### Supplied records:
⁂

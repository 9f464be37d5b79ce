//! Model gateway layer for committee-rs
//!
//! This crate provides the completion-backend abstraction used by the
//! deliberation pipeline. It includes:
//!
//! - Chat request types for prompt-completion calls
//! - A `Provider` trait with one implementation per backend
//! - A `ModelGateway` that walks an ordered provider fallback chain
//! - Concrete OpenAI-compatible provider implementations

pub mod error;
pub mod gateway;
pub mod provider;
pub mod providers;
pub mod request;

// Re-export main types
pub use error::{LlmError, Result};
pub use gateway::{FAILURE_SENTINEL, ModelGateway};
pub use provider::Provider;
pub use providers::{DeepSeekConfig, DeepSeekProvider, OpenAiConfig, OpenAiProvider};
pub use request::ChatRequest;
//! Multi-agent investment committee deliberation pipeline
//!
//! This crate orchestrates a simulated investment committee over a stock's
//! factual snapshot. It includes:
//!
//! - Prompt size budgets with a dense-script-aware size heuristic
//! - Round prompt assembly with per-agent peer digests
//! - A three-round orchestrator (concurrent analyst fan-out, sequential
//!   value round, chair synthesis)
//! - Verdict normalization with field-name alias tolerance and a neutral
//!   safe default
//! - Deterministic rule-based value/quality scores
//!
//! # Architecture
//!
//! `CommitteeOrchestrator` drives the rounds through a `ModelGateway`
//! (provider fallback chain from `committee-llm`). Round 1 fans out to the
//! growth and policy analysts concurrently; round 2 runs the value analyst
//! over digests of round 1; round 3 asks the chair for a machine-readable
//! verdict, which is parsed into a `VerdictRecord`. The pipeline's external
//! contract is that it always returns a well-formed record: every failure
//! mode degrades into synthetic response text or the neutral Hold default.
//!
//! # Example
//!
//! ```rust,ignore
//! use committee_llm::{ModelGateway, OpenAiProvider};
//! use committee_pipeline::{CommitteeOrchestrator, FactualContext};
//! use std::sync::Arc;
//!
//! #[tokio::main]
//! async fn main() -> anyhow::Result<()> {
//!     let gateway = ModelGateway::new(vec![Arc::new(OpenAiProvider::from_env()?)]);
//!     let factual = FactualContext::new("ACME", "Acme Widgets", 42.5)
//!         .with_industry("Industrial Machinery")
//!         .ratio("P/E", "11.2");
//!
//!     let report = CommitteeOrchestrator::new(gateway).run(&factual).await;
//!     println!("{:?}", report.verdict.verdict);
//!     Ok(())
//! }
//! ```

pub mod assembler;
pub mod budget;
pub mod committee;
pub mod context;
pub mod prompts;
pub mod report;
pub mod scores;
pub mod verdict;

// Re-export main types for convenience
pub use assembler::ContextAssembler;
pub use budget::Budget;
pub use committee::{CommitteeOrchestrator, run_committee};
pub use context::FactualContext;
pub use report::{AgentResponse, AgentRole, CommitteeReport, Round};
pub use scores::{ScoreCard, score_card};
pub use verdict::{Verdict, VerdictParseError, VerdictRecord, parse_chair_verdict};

⁂

### To do:
Search the listing above for the lines with "pub use request::ChatRequest;" and "fans out to the", then output those lines and all lines between them exactly.

### Exercise output:
pub use request::ChatRequest;
//! Multi-agent investment committee deliberation pipeline
//!
//! This crate orchestrates a simulated investment committee over a stock's
//! factual snapshot. It includes:
//!
//! - Prompt size budgets with a dense-script-aware size heuristic
//! - Round prompt assembly with per-agent peer digests
//! - A three-round orchestrator (concurrent analyst fan-out, sequential
//!   value round, chair synthesis)
//! - Verdict normalization with field-name alias tolerance and a neutral
//!   safe default
//! - Deterministic rule-based value/quality scores
//!
//! # Architecture
//!
//! `CommitteeOrchestrator` drives the rounds through a `ModelGateway`
//! (provider fallback chain from `committee-llm`). Round 1 fans out to the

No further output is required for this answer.